There was the spring of 2003 when only one of the 25 rosters spots was up for grabs on the Marlins. That solitary opening, which took six weeks to determine, was for a fifth outfielder.

There was the spring of ’06 when pretty much the entire roster — outside of Miguel Cabrera, Dontrelle Willis and a small handful of others — turned into a fill-in-the-blank guessing game.

The spring of ’19 for the Marlins lies somewhere in between.

Some jobs are settled. Many others aren’t.

And Marlins front office executives are loving it.

“When a job is on the line, you expect to get the best version of everyone, and that’s what’s exciting,” said Michael Hill, president of baseball operations.

In other words, competition breeds max effort and performance.
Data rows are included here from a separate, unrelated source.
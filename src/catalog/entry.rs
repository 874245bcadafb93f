//! Entity model shared by every catalog component.
//!
//! Identity is the `(volume, path)` pair carried by [`EntryKey`]. Two entries
//! with the same key and different metadata are two versions of the same
//! entity; nothing else participates in equality.

use chrono::{DateTime, Utc};
use std::fs;
use std::path::PathBuf;

use crate::paths;

/// Which table an entry lives in.
#[derive(Debug, Clone, Copy, PartialEq, Eq, Hash, serde::Serialize)]
pub enum EntryKind {
    File,
    Directory,
}

impl EntryKind {
    /// Name of the backing table.
    pub fn table(self) -> &'static str {
        match self {
            EntryKind::File => "files",
            EntryKind::Directory => "dirs",
        }
    }
}

/// Composite catalog key.
#[derive(Debug, Clone, PartialEq, Eq, Hash, PartialOrd, Ord, serde::Serialize)]
pub struct EntryKey {
    /// Storage root label (the volume mount path).
    pub volume: String,
    /// Path relative to the volume, forward-slash separated.
    pub path: String,
}

impl EntryKey {
    pub fn new(volume: impl Into<String>, path: impl Into<String>) -> Self {
        Self {
            volume: volume.into(),
            path: path.into(),
        }
    }

    /// Containing directory derived from the path.
    pub fn parent_path(&self) -> String {
        paths::parent_of(&self.path)
    }

    /// Location of this entry on the live filesystem.
    pub fn full_path(&self) -> PathBuf {
        paths::resolve(&self.volume, &self.path)
    }
}

impl std::fmt::Display for EntryKey {
    fn fmt(&self, f: &mut std::fmt::Formatter<'_>) -> std::fmt::Result {
        write!(f, "{}:{}", self.volume, self.path)
    }
}

/// Stat metadata with second resolution.
#[derive(Debug, Clone, Copy, PartialEq, Eq, Default, serde::Serialize)]
pub struct Metadata {
    pub size: u64,
    pub ctime: DateTime<Utc>,
    pub mtime: DateTime<Utc>,
    pub atime: DateTime<Utc>,
}

impl Metadata {
    pub fn new(size: u64, ctime: i64, mtime: i64, atime: i64) -> Self {
        Self {
            size,
            ctime: from_unix_seconds(ctime),
            mtime: from_unix_seconds(mtime),
            atime: from_unix_seconds(atime),
        }
    }

    /// Build from filesystem metadata, truncating timestamps to whole seconds.
    pub fn from_fs(meta: &fs::Metadata) -> Self {
        let mtime = meta.modified().map(truncate).unwrap_or_default();
        let atime = meta.accessed().map(truncate).unwrap_or_default();
        Self {
            size: meta.len(),
            ctime: change_time(meta).unwrap_or(mtime),
            mtime,
            atime,
        }
    }
}

pub(crate) fn from_unix_seconds(secs: i64) -> DateTime<Utc> {
    DateTime::from_timestamp(secs, 0).unwrap_or_default()
}

fn truncate(time: std::time::SystemTime) -> DateTime<Utc> {
    from_unix_seconds(DateTime::<Utc>::from(time).timestamp())
}

#[cfg(unix)]
fn change_time(meta: &fs::Metadata) -> Option<DateTime<Utc>> {
    use std::os::unix::fs::MetadataExt;
    Some(from_unix_seconds(meta.ctime()))
}

#[cfg(not(unix))]
fn change_time(meta: &fs::Metadata) -> Option<DateTime<Utc>> {
    meta.created().ok().map(truncate)
}

/// A catalogued regular file.
#[derive(Debug, Clone, serde::Serialize)]
pub struct FileEntry {
    pub key: EntryKey,
    pub parent: String,
    pub meta: Metadata,
    /// Hex digest of the content; `None` until first hashed.
    pub content_hash: Option<String>,
    /// Set when size or mtime changed after the hash was computed.
    pub rehash_pending: bool,
}

impl FileEntry {
    pub fn new(key: EntryKey, meta: Metadata) -> Self {
        let parent = key.parent_path();
        Self {
            key,
            parent,
            meta,
            content_hash: None,
            rehash_pending: false,
        }
    }

    /// Whether the hash lifecycle should (re)compute this file's digest.
    pub fn needs_hash(&self) -> bool {
        self.content_hash.is_none() || self.rehash_pending
    }
}

/// A catalogued directory.
#[derive(Debug, Clone, serde::Serialize)]
pub struct DirEntry {
    pub key: EntryKey,
    pub parent: String,
    pub meta: Metadata,
    /// Direct child files whose content is duplicated elsewhere.
    pub duplicate_count: Option<u32>,
}

impl DirEntry {
    pub fn new(key: EntryKey, meta: Metadata) -> Self {
        let parent = key.parent_path();
        Self {
            key,
            parent,
            meta,
            duplicate_count: None,
        }
    }
}

/// Either kind of catalog entry, tagged by the table it belongs to.
#[derive(Debug, Clone, serde::Serialize)]
pub enum Entry {
    File(FileEntry),
    Directory(DirEntry),
}

impl Entry {
    pub fn kind(&self) -> EntryKind {
        match self {
            Entry::File(_) => EntryKind::File,
            Entry::Directory(_) => EntryKind::Directory,
        }
    }

    pub fn key(&self) -> &EntryKey {
        match self {
            Entry::File(file) => &file.key,
            Entry::Directory(dir) => &dir.key,
        }
    }

    /// Build an entry of `kind` with parent derived from the key.
    pub fn new(kind: EntryKind, key: EntryKey, meta: Metadata) -> Self {
        match kind {
            EntryKind::File => Entry::File(FileEntry::new(key, meta)),
            EntryKind::Directory => Entry::Directory(DirEntry::new(key, meta)),
        }
    }
}

impl From<FileEntry> for Entry {
    fn from(file: FileEntry) -> Self {
        Entry::File(file)
    }
}

impl From<DirEntry> for Entry {
    fn from(dir: DirEntry) -> Self {
        Entry::Directory(dir)
    }
}

/// Common view over both entry kinds used by the reconciler.
pub trait CatalogEntry {
    const KIND: EntryKind;

    fn key(&self) -> &EntryKey;
    fn parent(&self) -> &str;
    fn meta(&self) -> &Metadata;
}

impl CatalogEntry for FileEntry {
    const KIND: EntryKind = EntryKind::File;

    fn key(&self) -> &EntryKey {
        &self.key
    }
    fn parent(&self) -> &str {
        &self.parent
    }
    fn meta(&self) -> &Metadata {
        &self.meta
    }
}

impl CatalogEntry for DirEntry {
    const KIND: EntryKind = EntryKind::Directory;

    fn key(&self) -> &EntryKey {
        &self.key
    }
    fn parent(&self) -> &str {
        &self.parent
    }
    fn meta(&self) -> &Metadata {
        &self.meta
    }
}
As the Marlins enter Year 2 of a rebuild that began after Bruce Sherman and Derek Jeter took over the franchise, they’re trying to figure out which players fit in their future while playing for today.
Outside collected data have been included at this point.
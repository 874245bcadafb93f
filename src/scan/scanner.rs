// Volume scanning
// Walks every volume with jwalk and produces the full listing the reconciler consumes

use anyhow::{bail, Result};
use jwalk::WalkDir;
use std::path::{Path, PathBuf};
use std::time::{Duration, Instant};
use tracing::{debug, info, warn};

use crate::catalog::{DirEntry, EntryKey, FileEntry, Metadata};
use crate::exclude::ExcludePatterns;
use crate::paths;

/// Statistics collected during a scan
#[derive(Debug, Clone, Default, serde::Serialize)]
pub struct ScanStats {
    pub volumes_scanned: usize,
    pub volumes_missing: usize,
    pub files: usize,
    pub dirs: usize,
    pub total_bytes: u64,
    pub errors: usize,
    /// Volumes whose walk hit errors; their entries are withheld from the listing
    pub incomplete_volumes: Vec<String>,
    #[serde(serialize_with = "serialize_duration")]
    pub duration: Duration,
}

// Helper function to serialize Duration as seconds
fn serialize_duration<S>(duration: &Duration, serializer: S) -> Result<S::Ok, S::Error>
where
    S: serde::Serializer,
{
    serializer.serialize_f64(duration.as_secs_f64())
}

/// Everything found under the scanned volumes
#[derive(Debug, Clone, Default)]
pub struct ScanListing {
    pub files: Vec<FileEntry>,
    pub dirs: Vec<DirEntry>,
}

impl ScanListing {
    /// Drop every entry belonging to one of `volumes`. Returns how many
    /// entries were removed.
    pub fn without_volumes(&mut self, volumes: &[String]) -> usize {
        let before = self.files.len() + self.dirs.len();
        self.files.retain(|f| !volumes.contains(&f.key.volume));
        self.dirs.retain(|d| !volumes.contains(&d.key.volume));
        before - self.files.len() - self.dirs.len()
    }
}

/// Filesystem scanner producing catalog listings
#[derive(Debug, Clone, Default)]
pub struct Scanner {
    denylist: Vec<String>,
    exclude: ExcludePatterns,
}

impl Scanner {
    /// Create a scanner with the default exclusions and no denylist
    pub fn new() -> Self {
        Self::default()
    }

    /// Skip top-level entries whose name starts with any of these prefixes
    pub fn with_denylist(mut self, denylist: Vec<String>) -> Self {
        self.denylist = denylist.into_iter().filter(|p| !p.is_empty()).collect();
        self
    }

    pub fn with_exclude(mut self, exclude: ExcludePatterns) -> Self {
        self.exclude = exclude;
        self
    }

    /// Whether a top-level name is denylisted
    pub fn is_denied(&self, top_level: &str) -> bool {
        is_denied(&self.denylist, top_level)
    }

    /// Scan every volume. A missing volume is reported and skipped so that
    /// its catalogued rows are left alone rather than pruned. The same goes
    /// for a volume whose walk hit errors, since its listing is partial.
    pub fn scan(&self, volumes: &[PathBuf]) -> (ScanListing, ScanStats) {
        let start_time = Instant::now();
        let mut listing = ScanListing::default();
        let mut stats = ScanStats::default();

        for root in volumes {
            match self.scan_volume(root, &mut listing, &mut stats) {
                Ok(()) => stats.volumes_scanned += 1,
                Err(e) => {
                    warn!(volume = %root.display(), error = %e, "volume skipped");
                    stats.volumes_missing += 1;
                }
            }
        }

        if !stats.incomplete_volumes.is_empty() {
            let withheld = listing.without_volumes(&stats.incomplete_volumes);
            stats.total_bytes = listing.files.iter().map(|f| f.meta.size).sum();
            warn!(
                volumes = ?stats.incomplete_volumes,
                withheld,
                "incomplete volumes left out of the listing"
            );
        }

        stats.files = listing.files.len();
        stats.dirs = listing.dirs.len();
        stats.duration = start_time.elapsed();
        info!(
            files = stats.files,
            dirs = stats.dirs,
            errors = stats.errors,
            "scan complete"
        );
        (listing, stats)
    }

    /// Walk one volume root and append its entries to `listing`
    pub fn scan_volume(&self, root: &Path, listing: &mut ScanListing, stats: &mut ScanStats) -> Result<()> {
        if !root.is_dir() {
            bail!("volume root {} is not a directory", root.display());
        }
        let volume = paths::volume_label(root);
        info!(volume = %volume, "scanning volume");

        let denylist = self.denylist.clone();
        let exclude = self.exclude.clone();
        let walker = WalkDir::new(root)
            .parallelism(jwalk::Parallelism::RayonNewPool(0))
            .skip_hidden(false)
            .follow_links(false)
            .process_read_dir(move |_depth, _path, _state, children| {
                // Pruned here so denylisted and excluded trees are never read
                children.retain(|entry_result| match entry_result {
                    Ok(entry) => {
                        let name = entry.file_name.to_string_lossy();
                        if entry.depth == 1 && is_denied(&denylist, &name) {
                            return false;
                        }
                        !exclude.is_excluded(&name)
                    }
                    Err(_) => true,
                });
            });

        let files_before = listing.files.len();
        let dirs_before = listing.dirs.len();
        let errors_before = stats.errors;
        for entry_result in walker {
            let entry = match entry_result {
                Ok(entry) => entry,
                Err(e) => {
                    // Log errors during directory scans without stopping
                    warn!(error = %e, "error walking volume");
                    stats.errors += 1;
                    continue;
                }
            };
            if entry.depth == 0 {
                continue;
            }

            let file_type = entry.file_type();
            if file_type.is_symlink() || !(file_type.is_file() || file_type.is_dir()) {
                continue;
            }

            let path = entry.path();
            let Some(relative) = paths::relative_to_root(&path, root) else {
                continue;
            };
            let meta = match entry.metadata() {
                Ok(meta) => Metadata::from_fs(&meta),
                Err(e) => {
                    warn!(path = %path.display(), error = %e, "cannot read metadata");
                    stats.errors += 1;
                    continue;
                }
            };

            let key = EntryKey::new(volume.clone(), relative);
            if file_type.is_dir() {
                listing.dirs.push(DirEntry::new(key, meta));
            } else {
                stats.total_bytes += meta.size;
                listing.files.push(FileEntry::new(key, meta));
            }
        }

        if stats.errors > errors_before {
            stats.incomplete_volumes.push(volume.clone());
        }
        debug!(
            volume = %volume,
            files = listing.files.len() - files_before,
            dirs = listing.dirs.len() - dirs_before,
            "volume walked"
        );
        Ok(())
    }
}

fn is_denied(denylist: &[String], top_level: &str) -> bool {
    denylist
        .iter()
        .any(|prefix| !prefix.is_empty() && top_level.starts_with(prefix.as_str()))
}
In 1999, one year after the Marlins lost a franchise-record 108 games following the fire sale of their ’97 World Series team, they entered the season with a cast of unknowns and a sprinkling of veterans.
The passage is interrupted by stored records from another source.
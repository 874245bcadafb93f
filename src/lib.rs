// Library module for volcat
// Re-exports modules for use in integration tests and the CLI

pub mod catalog;
pub mod config;
pub mod exclude;
pub mod paths;
pub mod scan;
pub mod watch;
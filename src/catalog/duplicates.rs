// Duplicate accounting
// Recounts, for every directory, the direct child files whose content is shared elsewhere

use std::time::Instant;
use tracing::{debug, info};

use super::error::Result;
use super::store::Catalog;

// Hashes held by two or more non-empty files anywhere in the catalog. Only
// directories whose count actually changes are written; a directory without
// files is counted as zero.
const RECOUNT: &str = "
    WITH dup_hashes (content_hash) AS (
        SELECT content_hash FROM files
        WHERE content_hash IS NOT NULL AND size > 0
        GROUP BY content_hash
        HAVING COUNT(*) > 1
    ),
    counts (volume, path, n) AS (
        SELECT d.volume, d.path, COUNT(m.content_hash)
        FROM dirs d
        LEFT JOIN files f ON f.volume = d.volume AND f.parent = d.path AND f.size > 0
        LEFT JOIN dup_hashes m ON m.content_hash = f.content_hash
        GROUP BY d.volume, d.path
    )
    UPDATE dirs SET dup_count = counts.n
    FROM counts
    WHERE dirs.volume = counts.volume
      AND dirs.path = counts.path
      AND (dirs.dup_count IS NULL OR dirs.dup_count <> counts.n)";

impl Catalog {
    /// Refresh `duplicate_count` on every directory in one aggregate pass.
    ///
    /// Returns the number of directories whose count changed.
    pub fn recompute_duplicate_counts(&mut self) -> Result<u64> {
        let start = Instant::now();
        let changed = self.with_immediate_tx(|tx| Ok(tx.execute(RECOUNT, [])?))?;
        debug!(elapsed = ?start.elapsed(), "duplicate recount");
        info!(dirs = changed, "duplicate counts updated");
        Ok(changed as u64)
    }

    /// Number of non-empty files sharing content with at least one other file.
    pub fn duplicate_file_count(&self) -> Result<u64> {
        let count: i64 = self.conn.query_row(
            "SELECT COUNT(*) FROM files WHERE size > 0 AND content_hash IN (
                 SELECT content_hash FROM files
                 WHERE content_hash IS NOT NULL AND size > 0
                 GROUP BY content_hash HAVING COUNT(*) > 1
             )",
            [],
            |row| row.get(0),
        )?;
        Ok(count as u64)
    }
}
That ’99 team finished 64-98, a slight improvement over ’98.

But, a young infield of Derrek Lee, Mike Lowell, Luis Castillo and Alex Gonzalez became the cornerstone of their second World Series title four years later. The Marlins in ’99 also drafted high school Josh Beckett and signed then 16-year-old shortstop out of Venezuela — Cabrera.

It’s impossible to know whether the new regime will be as successful acquiring the same sort of impact prospects that led the rebuilding Marlins of ’99 to the same heights.

But, 20 years later, it’s using the same, build-from-the-bottom-up blueprint.

“When you have layers of depth, you can create those waves of talent coming year after year, where you can have sustainable success and sustainable winning,” Hill said.

Many of the young prospects the Marlins have acquired through a series of high-profile trades over the previous year — Giancarlo Stanton to the Yankees, Marcelo Ozuna to the Cardinals, Christian Yelich to the Brewers, J.T. Realmuto to the Phillies and Dee Gordon to the Mariners — are among the 68 players in camp this spring.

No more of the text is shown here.